13 de julho de 2011

Guerra em quadrinhos

Na segunda-feira, tive a oportunidade de assistir a sabatina do quadrinista Joe Sacco, no Teatro Folha de S. Paulo. Sou fã dele desde Gorazd.

Sacco teve a capacidade de juntar duas idéias que estão muito relacionadas: quadrinhos e jornalismo. O fato de ter passado por grandes redações nos Estados Unidos serviu, segundo explica, para notar que apenas algumas pessoas são ouvidas pela grande mídia durante conflitos. Esse desejo de conhecer mais pessoas anônimas em conflitos fez Sacco passar algumas semanas em regiões de intenso conflito bélico, como Palestina e Bósnia.

O repórter-quadrinista é sempre o fio-condutor nas histórias. A técnica é extremamente inteligente e aproxima o leitor da realidade sem deixar de lado a atmosfera etérea criada pelas Histórias em Quadrinho.
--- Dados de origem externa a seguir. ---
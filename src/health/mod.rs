//! Per-file health checks for MIDI and audio content
//!
//! Checkers never modify the files they inspect. Every check that fails
//! contributes a named [`HealthViolation`]; a file can collect several.

pub mod audio;
pub mod midi;

use crate::report::{utc_timestamp, Status};
use rayon::prelude::*;
use serde::Serialize;
use std::path::{Path, PathBuf};

pub use audio::{check_audio_file, AudioMetadata};
pub use midi::{check_midi_file, MidiMetadata};

#[derive(Debug, Clone, Copy, PartialEq, Eq, Serialize)]
#[serde(rename_all = "lowercase")]
pub enum Severity {
    /// The file is unusable
    Critical,
    /// Suspicious but usable; fails only under strict policy
    Warning,
}

/// One failed check with what was measured and the limit it crossed
#[derive(Debug, Clone, PartialEq, Serialize)]
pub struct HealthViolation {
    pub check: &'static str,
    pub measured: Option<f64>,
    pub threshold: Option<f64>,
    pub severity: Severity,
    pub message: String,
}

impl HealthViolation {
    pub fn warning(check: &'static str, measured: f64, threshold: f64, message: String) -> Self {
        Self {
            check,
            measured: Some(measured),
            threshold: Some(threshold),
            severity: Severity::Warning,
            message,
        }
    }

    pub fn critical(check: &'static str, message: String) -> Self {
        Self {
            check,
            measured: None,
            threshold: None,
            severity: Severity::Critical,
            message,
        }
    }

    pub fn is_critical(&self) -> bool {
        self.severity == Severity::Critical
    }
}

#[derive(Debug, Clone, PartialEq, Serialize)]
#[serde(untagged)]
pub enum FileMetadata {
    Midi(MidiMetadata),
    Audio(AudioMetadata),
}

/// Diagnostic record for one file
#[derive(Debug, Clone, PartialEq, Serialize)]
pub struct HealthReport {
    pub file: String,
    /// No critical violation
    pub valid: bool,
    pub violations: Vec<HealthViolation>,
    /// Absent when the file could not be read
    pub metadata: Option<FileMetadata>,
    /// No violation at all
    pub pass: bool,
}

impl HealthReport {
    pub fn new(file: &Path, violations: Vec<HealthViolation>, metadata: Option<FileMetadata>) -> Self {
        Self {
            file: file.display().to_string(),
            valid: !violations.iter().any(HealthViolation::is_critical),
            pass: violations.is_empty(),
            violations,
            metadata,
        }
    }

    pub fn has_check(&self, check: &str) -> bool {
        self.violations.iter().any(|v| v.check == check)
    }

    pub fn has_warnings(&self) -> bool {
        self.violations.iter().any(|v| !v.is_critical())
    }
}

/// Aggregate over a batch of checked files
#[derive(Debug, Clone, Serialize)]
pub struct HealthSummary {
    pub status: Status,
    pub strict: bool,
    pub total_files: usize,
    pub valid_files: usize,
    pub invalid_files: usize,
    pub passed_files: usize,
    pub files_with_warnings: usize,
    pub timestamp: String,
    /// Sorted by file path
    pub results: Vec<HealthReport>,
}

impl HealthSummary {
    /// Invalid files always fail the batch; under `strict` any violation does
    pub fn from_results(mut results: Vec<HealthReport>, strict: bool) -> Self {
        results.sort_by(|a, b| a.file.cmp(&b.file));

        let valid_files = results.iter().filter(|r| r.valid).count();
        let passed_files = results.iter().filter(|r| r.pass).count();
        let files_with_warnings = results.iter().filter(|r| r.has_warnings()).count();
        let invalid_files = results.len() - valid_files;
        let passed = if strict {
            passed_files == results.len()
        } else {
            invalid_files == 0
        };

        Self {
            status: Status::from_passed(passed),
            strict,
            total_files: results.len(),
            valid_files,
            invalid_files,
            passed_files,
            files_with_warnings,
            timestamp: utc_timestamp(),
            results,
        }
    }
}

/// Run `check` over `files` on the rayon pool
pub fn check_all<F>(files: &[PathBuf], check: F) -> Vec<HealthReport>
where
    F: Fn(&Path) -> HealthReport + Sync,
{
    files.par_iter().map(|path| check(path)).collect()
}

#[cfg(test)]
mod tests {
    use super::*;

    fn report(name: &str, violations: Vec<HealthViolation>) -> HealthReport {
        HealthReport::new(Path::new(name), violations, None)
    }

    #[test]
    fn test_validity_and_pass() {
        let warn = HealthViolation::warning("pitch_above_range", 125.0, 120.0, String::new());
        let crit = HealthViolation::critical("no_notes", String::new());

        let clean = report("a.mid", vec![]);
        assert!(clean.valid && clean.pass);

        let warned = report("b.mid", vec![warn]);
        assert!(warned.valid && !warned.pass);

        let broken = report("c.mid", vec![crit]);
        assert!(!broken.valid && !broken.pass);
    }

    #[test]
    fn test_summary_strict_policy() {
        let results = || {
            vec![
                report("b.mid", vec![HealthViolation::warning("x", 1.0, 0.0, String::new())]),
                report("a.mid", vec![]),
            ]
        };

        let lenient = HealthSummary::from_results(results(), false);
        assert_eq!(lenient.status, Status::Pass);
        assert_eq!(lenient.files_with_warnings, 1);
        assert_eq!(lenient.results[0].file, "a.mid");

        let strict = HealthSummary::from_results(results(), true);
        assert_eq!(strict.status, Status::Fail);
    }
}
Sacco é criador de um estilo: o jornalismo em quadrinho. Aqui no Brasil tivemos O Pasquim e até hoje tirinhas de jornal frequentemente tratam de assuntos da rotina política, econômica e social do país. Mas isso não é jornalismo em quadrinhos. Sacco mistura a pegada da grande reportagem com a dinâmica do recorte quadrinista.

Sim, Sacco é uma nova escola do jornalismo. Em uma sociedade onde a imagem fala mais que mil palavras, esse Maltês notou a importância de contar história de um modo diferente.